Malgré un statut très bancal, fait de mesures hétéroclites, superposées parfois de façon
contradictoire, le nombre des auditeurs s'accroît : près d'un million de postes sous le deuxième
ministère Tardieu, en 1932. Témoin attentif de l'envolée de la radio aux États-Unis, André Tardieu
en multiplie l'utilisation : il s'adresse en anglais aux Américains et fait radiodiffuser ses discours
électoraux. Des candidats de l'opposition, seuls les députés radicaux Édouard Herriot et Joseph
Caillaux s'expriment à la radio d'État. Le socialiste Léon Blum, qui n'y a pas accès, proteste dans Le
Populaire, et Le Canard Enchaîné parle de « Radio-Tardieu ».

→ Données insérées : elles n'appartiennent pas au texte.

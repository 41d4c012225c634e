// File: crates/market-charts/src/bin/regional-comparison-graphs.rs
// Summary: Regional comparison charts (workforce, city salaries, purchasing power, Europe, Central Asia).

use anyhow::Result;
use chart_core::{Axis, Chart, Dataset, Figure, LegendPos, PieChart, RefLine, Series, ValueFormat};
use market_charts::palette::*;
use market_charts::{init_tracing, Generator};

fn workforce_distribution() -> Result<Figure> {
    let regions = ["US", "Europe\n(EU)", "India", "China", "Central\nAsia", "Other\nAPAC"];
    let colors = vec![PRIMARY, SECONDARY, SUCCESS, WARNING, INFO, NEUTRAL];
    let mut share = PieChart::new(regions, &[6100000.0, 2000000.0, 3500000.0, 4000000.0, 189500.0, 1500000.0])?
        .with_title("IT Workforce Distribution")
        .with_colors(colors.clone());
    share.explode = vec![0.05, 0.0, 0.0, 0.0, 0.0, 0.0];

    let growth = Chart::new()
        .with_title("Projected Growth Rates")
        .with_x_axis(Axis::new("Annual Growth Rate (%)"))
        .with_y_axis(Axis::new("").without_grid())
        .with_series(
            Series::hbar("", Dataset::new(regions, &[13.0, 5.0, 12.4, 8.0, 9.36, 10.0])?)
                .with_point_colors(colors)
                .with_alpha(0.7)
                .with_value_labels(ValueFormat::Percent),
        );

    Ok(Figure::new(18.0, 8.0)
        .with_grid(1, 2)
        .with_suptitle("Global IT workforce distribution - 2025")
        .with_panel(share)
        .with_panel(growth))
}

fn regional_salaries() -> Result<Figure> {
    // Senior SWE, 2025.
    let cities = [
        ("SF Bay Area", 168000.0, "USA"),
        ("NYC", 160000.0, "USA"),
        ("Seattle", 155000.0, "USA"),
        ("Austin", 153000.0, "USA"),
        ("Zurich", 145000.0, "Europe"),
        ("London", 96000.0, "Europe"),
        ("Amsterdam", 76000.0, "Europe"),
        ("Berlin", 70000.0, "Europe"),
        ("Singapore", 136000.0, "APAC"),
        ("Sydney", 90000.0, "APAC"),
        ("Bangalore", 24000.0, "APAC"),
        ("Almaty", 62000.0, "Central Asia"),
        ("Tashkent", 23700.0, "Central Asia"),
    ];
    let region_colors = [("USA", PRIMARY), ("Europe", SECONDARY), ("APAC", SUCCESS), ("Central Asia", INFO)];
    let colors = cities
        .iter()
        .map(|(_, _, r)| region_colors.iter().find(|(name, _)| name == r).map_or(NEUTRAL, |(_, c)| *c))
        .collect();
    let salaries: Vec<f64> = cities.iter().map(|(_, s, _)| *s).collect();

    let mut chart = Chart::new()
        .with_title("Senior Software Engineer salaries by city - 2025")
        .with_x_axis(Axis::new("Average Senior SWE Salary (USD)").with_format(ValueFormat::DollarsK))
        .with_y_axis(Axis::new("").without_grid())
        .with_series(
            Series::hbar("", Dataset::new(cities.iter().map(|(c, _, _)| *c), &salaries)?)
                .with_point_colors(colors)
                .with_alpha(0.7)
                .with_value_labels(ValueFormat::Dollars),
        )
        .with_legend(LegendPos::LowerRight);
    for (name, color) in region_colors {
        chart = chart.with_legend_patch(name, color);
    }
    Ok(Figure::new(16.0, 10.0).with_panel(chart))
}

fn purchasing_power() -> Result<Figure> {
    let cities = ["Austin", "Seattle", "Berlin", "Bangalore", "Singapore", "NYC", "SF Bay Area", "London", "Zurich"];
    let nominal = [143629.0, 136523.0, 65524.0, 15000.0, 70000.0, 145149.0, 148924.0, 73993.0, 145000.0];
    let real = [120000.0, 94000.0, 69000.0, 50000.0, 38000.0, 83000.0, 78000.0, 48000.0, 69000.0];

    let chart = Chart::new()
        .with_title("Nominal vs Real Purchasing Power (CoL-Adjusted) - 2025")
        .with_x_axis(Axis::new("City").without_grid().with_tick_rotation(-45.0))
        .with_y_axis(Axis::new("Salary (USD)").with_format(ValueFormat::DollarsK))
        .with_series(
            Series::bar("Nominal Salary", Dataset::new(cities, &nominal)?)
                .with_color(WARNING)
                .with_alpha(0.7)
                .with_value_labels(ValueFormat::DollarsK),
        )
        .with_series(
            Series::bar("Real Purchasing Power", Dataset::new(cities, &real)?)
                .with_color(SUCCESS)
                .with_alpha(0.7)
                .with_value_labels(ValueFormat::DollarsK),
        );
    Ok(Figure::new(14.0, 10.0).with_panel(chart))
}

fn europe_decline() -> Result<Figure> {
    let countries = ["UK", "France", "Germany", "Netherlands", "Poland"];
    let decline = [-41.0, -39.0, -30.0, -12.0, -10.0];
    let colors = decline
        .iter()
        .map(|&d| if d < -30.0 { DANGER } else if d < -20.0 { WARNING } else { INFO })
        .collect();
    let chart = Chart::new()
        .with_title("Europe Tech Job Postings - Decline from Peak (Feb 2020 - Oct 2025)")
        .with_x_axis(Axis::new("Decline from Peak (%)"))
        .with_y_axis(Axis::new("").without_grid())
        .with_series(
            Series::hbar("", Dataset::new(countries, &decline)?)
                .with_point_colors(colors)
                .with_alpha(0.7)
                .with_value_labels(ValueFormat::Percent)
                .labels_inside(),
        )
        .with_ref_line(RefLine::vertical(0.0).with_color(BLACK).with_width(2.0));
    Ok(Figure::new(14.0, 8.0).with_panel(chart))
}

fn central_asia_roles() -> Result<Figure> {
    let roles = ["Big Data\nSpecialists", "Fintech\nEngineers", "AI/ML\nExperts", "Software\nDevelopers", "Data\nAnalysts"];
    let growth = [100.0, 92.0, 83.0, 57.0, 41.0];
    let labels = growth.iter().map(|g| format!("+{g}%")).collect();
    let chart = Chart::new()
        .with_title("Central Asia - Fastest-Growing Roles (Projected Demand)")
        .with_x_axis(Axis::new("").without_grid())
        .with_y_axis(Axis::new("Projected Demand Growth (%)"))
        .with_series(
            Series::bar("", Dataset::new(roles, &growth)?)
                .with_point_colors(by_threshold(&growth, &[(80.0, SUCCESS), (50.0, WARNING)], INFO))
                .with_alpha(0.7)
                .with_value_labels(ValueFormat::Custom(labels)),
        );
    Ok(Figure::new(14.0, 8.0).with_panel(chart))
}

fn main() -> Result<()> {
    init_tracing();
    let mut gen = Generator::start("Generating regional comparison charts...")?;

    gen.save_png("26_global_workforce_distribution", &workforce_distribution()?, "Chart 26: global workforce distribution")?;
    gen.save_png("27_regional_salaries_comparison", &regional_salaries()?, "Chart 27: regional salary comparison")?;
    gen.save_png("28_col_adjusted_purchasing_power", &purchasing_power()?, "Chart 28: CoL-adjusted purchasing power")?;
    gen.save_png("29_europe_job_postings_decline", &europe_decline()?, "Chart 29: Europe job postings decline")?;
    gen.save_png("30_central_asia_growing_roles", &central_asia_roles()?, "Chart 30: Central Asia growing roles")?;

    gen.finish("All regional comparison charts created successfully!")
}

La place de la radio dans la vie politique s'élargit en 1934. Les manifestations d'extrême droite, le 6
février, près de la Chambre des députés, sont rapportées inégalement par les différentes radios.
Peu après, imitant Roosevelt, le nouveau président du Conseil, Paul Doumergue, s'adresse à six
reprises aux Français pour présenter et justifier sa politique : « Les conversations à la radio,
écoutées dans les familles, doivent accroître la confiance déjà accordée par le pays et méritée par les
actes du gouvernement », commente Le Temps. Or cette innovation est perçue dans la classe
politique comme un moyen de s'adresser à l'opinion par-delà le Parlement et provoque d'autant
plus d'inquiétude chez les partis et les journaux de gauche que Paul Doumergue en use pour
annoncer un projet de révision institutionnelle. Dans Le Populaire, Léon Blum s'émeut : « C'est le
pouvoir personnel. Il cherche à placer d'emblée son ministère puis les Chambres sous le coup d'une
injonction populaire qui ne serait pas un référendum mais vraiment un plébiscite. »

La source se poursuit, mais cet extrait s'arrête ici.